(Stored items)
//! Dashboard assembly: metrics, drawable charts and insights for one table

use anyhow::Result;
use polars::prelude::*;
use serde::Serialize;
use tracing::debug;

use super::aggregate::{churn_rate_by, key_metrics, ChurnSummary, KeyMetrics};
use super::bucket::churn_by_transaction_bucket;
use super::capability::{plan_charts, Chart, Section};
use super::narrative::{
    behavioral_insight, demographic_insight, lifecycle_insight, retention_insight, Insight,
};
use super::table::{numeric_values, Schema};
use super::target::target_values;

/// One customer in the spend-vs-utilization scatter
#[derive(Debug, Clone, Copy, PartialEq, Serialize)]
pub struct ScatterPoint {
    pub utilization: f64,
    pub spend: f64,
    pub churned: bool,
}

#[derive(Debug, Clone, PartialEq, Serialize)]
#[serde(tag = "type", rename_all = "snake_case")]
pub enum ChartBody {
    Rates(ChurnSummary),
    Scatter { points: Vec<ScatterPoint> },
}

#[derive(Debug, Clone, PartialEq, Serialize)]
pub struct ChartData {
    pub chart: Chart,
    pub body: ChartBody,
}

impl ChartData {
    pub fn rates(&self) -> Option<&ChurnSummary> {
        match &self.body {
            ChartBody::Rates(summary) => Some(summary),
            ChartBody::Scatter { .. } => None,
        }
    }
}

/// Everything the presentation layer renders for one (filtered) table
#[derive(Debug, Clone, PartialEq, Serialize)]
pub struct Dashboard {
    pub metrics: KeyMetrics,
    pub charts: Vec<ChartData>,
    /// Charts left out because a required column is absent
    pub skipped: Vec<Chart>,
    pub insights: Vec<Insight>,
}

impl Dashboard {
    pub fn chart(&self, chart: Chart) -> Option<&ChartData> {
        self.charts.iter().find(|c| c.chart == chart)
    }

    pub fn charts_in(&self, section: Section) -> impl Iterator<Item = &ChartData> {
        self.charts.iter().filter(move |c| c.chart.section() == section)
    }
}

fn scatter_points(df: &DataFrame, target: &str) -> Result<Vec<ScatterPoint>> {
    let utilization = numeric_values(df, "utilizationrate")?;
    let spend = numeric_values(df, "totalspend")?;
    let targets = target_values(df, target)?;

    Ok(utilization
        .into_iter()
        .zip(spend)
        .zip(targets)
        .filter_map(|((u, s), t)| {
            Some(ScatterPoint {
                utilization: u?,
                spend: s?,
                churned: t? >= 0.5,
            })
        })
        .collect())
}

fn chart_body(chart: Chart, df: &DataFrame, target: &str) -> Result<ChartBody> {
    let body = match chart {
        Chart::SpendVsUtilization => ChartBody::Scatter {
            points: scatter_points(df, target)?,
        },
        Chart::ChurnByTransactionLevel => {
            ChartBody::Rates(churn_by_transaction_bucket(df, "totaltransactions", target)?)
        }
        _ => ChartBody::Rates(churn_rate_by(df, chart.required_columns(), target)?),
    };
    Ok(body)
}

/// Build the dashboard for `df`, skipping charts the schema cannot support
pub fn build_dashboard(df: &DataFrame, target: &str) -> Result<Dashboard> {
    let schema = Schema::from_frame(df);
    let (drawable, skipped) = plan_charts(&schema);
    debug!(drawable = drawable.len(), skipped = skipped.len(), "chart plan");

    let metrics = key_metrics(df, target)?;
    let charts = drawable
        .into_iter()
        .map(|chart| {
            Ok(ChartData {
                chart,
                body: chart_body(chart, df, target)?,
            })
        })
        .collect::<Result<Vec<_>>>()?;

    let rates_of = |chart: Chart| {
        charts
            .iter()
            .find(|c| c.chart == chart)
            .and_then(|c| c.rates())
    };

    let insights = [
        rates_of(Chart::ChurnByGender).and_then(demographic_insight),
        behavioral_insight(metrics.avg_spend, metrics.avg_transactions),
        rates_of(Chart::ChurnByTenure).and_then(lifecycle_insight),
        rates_of(Chart::PersonaIncomeHeatmap).and_then(retention_insight),
    ]
    .into_iter()
    .flatten()
    .collect();

    Ok(Dashboard {
        metrics,
        charts,
        skipped,
        insights,
    })
}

● **WORK TASK**:
Search the records for the word "insights". Copy every line that has it.

● **SOLUTION FOR THIS TASK**:
//! Dashboard assembly: metrics, drawable charts and insights for one table
    pub insights: Vec<Insight>,
    let insights = [
        insights,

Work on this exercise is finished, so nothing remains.